Quand il fallut sauver la république de ce danger, c’est aux moins politiciens de ses généraux, c’est à leurs sentimens de discipline qu’elle a fait appel. C’est grâce à la dignité de leur carrière que ces chefs, légalement réunis en conseil militaire, ont pu écarter de l’armée le général qu’ils ont jugé indigne d’y rester.
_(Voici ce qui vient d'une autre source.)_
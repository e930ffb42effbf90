pub mod config;
pub mod logging;

pub use config::{
    AppConfig, CliArgs, CmsConfig, DatabaseConfig, EmailConfig, IdentityConfig, LoggingConfig,
    MirrorConfig, ServerConfig, StorageConfig,
};
// === PUBLIC CONTRACT ===
// Only the contract module is meant for other crates to consume.
pub mod contract;

pub use contract::model;

// === INTERNAL MODULES ===
// Exposed for wiring in the server binary and for integration tests; the
// stable surface is `contract`.
#[doc(hidden)]
pub mod api;
#[doc(hidden)]
pub mod config;
#[doc(hidden)]
pub mod domain;
#[doc(hidden)]
pub mod infra;
use sea_orm_migration::prelude::*;

#[derive(DeriveMigrationName)]
pub struct Migration;

#[async_trait::async_trait]
impl MigrationTrait for Migration {
    async fn up(&self, manager: &SchemaManager) -> Result<(), DbErr> {
        manager
            .create_table(
                Table::create()
                    .table(Appointments::Table)
                    .if_not_exists()
                    .col(
                        ColumnDef::new(Appointments::Id)
                            .uuid()
                            .not_null()
                            .primary_key(),
                    )
                    .col(ColumnDef::new(Appointments::UserId).uuid().not_null())
                    .col(ColumnDef::new(Appointments::Title).string().not_null())
                    .col(ColumnDef::new(Appointments::Description).string())
                    .col(ColumnDef::new(Appointments::Date).date().not_null())
                    .col(ColumnDef::new(Appointments::StartTime).time().not_null())
                    .col(ColumnDef::new(Appointments::EndTime).time().not_null())
                    .col(
                        ColumnDef::new(Appointments::Reminder)
                            .boolean()
                            .not_null()
                            .default(false),
                    )
                    .col(
                        ColumnDef::new(Appointments::CreatedAt)
                            .timestamp_with_time_zone()
                            .not_null(),
                    )
                    .col(
                        ColumnDef::new(Appointments::UpdatedAt)
                            .timestamp_with_time_zone()
                            .not_null(),
                    )
                    .to_owned(),
            )
            .await?;

        manager
            .create_index(
                Index::create()
                    .name("idx_appointments_user_date")
                    .table(Appointments::Table)
                    .col(Appointments::UserId)
                    .col(Appointments::Date)
                    .to_owned(),
            )
            .await?;

        manager
            .create_table(
                Table::create()
                    .table(Logs::Table)
                    .if_not_exists()
                    .col(ColumnDef::new(Logs::Id).uuid().not_null().primary_key())
                    .col(ColumnDef::new(Logs::UserId).uuid().not_null())
                    .col(ColumnDef::new(Logs::AppointmentId).uuid())
                    .col(ColumnDef::new(Logs::Text).string().not_null())
                    .col(
                        ColumnDef::new(Logs::Date)
                            .timestamp_with_time_zone()
                            .not_null(),
                    )
                    .col(
                        ColumnDef::new(Logs::CreatedAt)
                            .timestamp_with_time_zone()
                            .not_null(),
                    )
                    .col(
                        ColumnDef::new(Logs::UpdatedAt)
                            .timestamp_with_time_zone()
                            .not_null(),
                    )
                    .to_owned(),
            )
            .await?;

        manager
            .create_index(
                Index::create()
                    .name("idx_logs_user_date")
                    .table(Logs::Table)
                    .col(Logs::UserId)
                    .col(Logs::Date)
                    .to_owned(),
            )
            .await?;

        manager
            .create_index(
                Index::create()
                    .name("idx_logs_appointment")
                    .table(Logs::Table)
                    .col(Logs::AppointmentId)
                    .to_owned(),
            )
            .await
    }

    async fn down(&self, manager: &SchemaManager) -> Result<(), DbErr> {
        manager
            .drop_table(Table::drop().table(Logs::Table).to_owned())
            .await?;
        manager
            .drop_table(Table::drop().table(Appointments::Table).to_owned())
            .await
    }
}

#[derive(DeriveIden)]
enum Appointments {
    Table,
    Id,
    UserId,
    Title,
    Description,
    Date,
    StartTime,
    EndTime,
    Reminder,
    CreatedAt,
    UpdatedAt,
}

#[derive(DeriveIden)]
enum Logs {
    Table,
    Id,
    UserId,
    AppointmentId,
    Text,
    Date,
    CreatedAt,
    UpdatedAt,
}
L’armée a déjà subi bien des épreuves, bien des humiliations ; elle a été ébranlée dans sa base par de terribles secousses, à ce point que ce qui excite le plus l’étonnement des nations étrangères, c’est de la voir encore debout et vivace malgré les efforts violens des démolisseurs qui l’assaillent. Mais il n’est pas d’arbre si solide qui à la longue ne soit abattu par la cognée infatigable. Or, le plus mortel des coups qu’elle puisse recevoir serait l’outrage de subir un jour à sa tête le général qu’elle a justement frappé d’indignité. Le chef de l’état a pu, d’un trait de plume, supprimer de l’armée des princes dont le seul tort se rencontrait dans leur origine royale. Mais quand un général est sorti de l’armée condamné militairement par l’avis unanime d’un conseil d’enquête, il y a là un fait de justice imprescriptible et sans appel, contre lequel aucune puissance, fût-ce celle des électeurs, ne saurait prévaloir, sans anéantir du même coup toutes les lois, sauvegarde des sentimens de discipline et d’honneur qui sont l’âme de l’armée.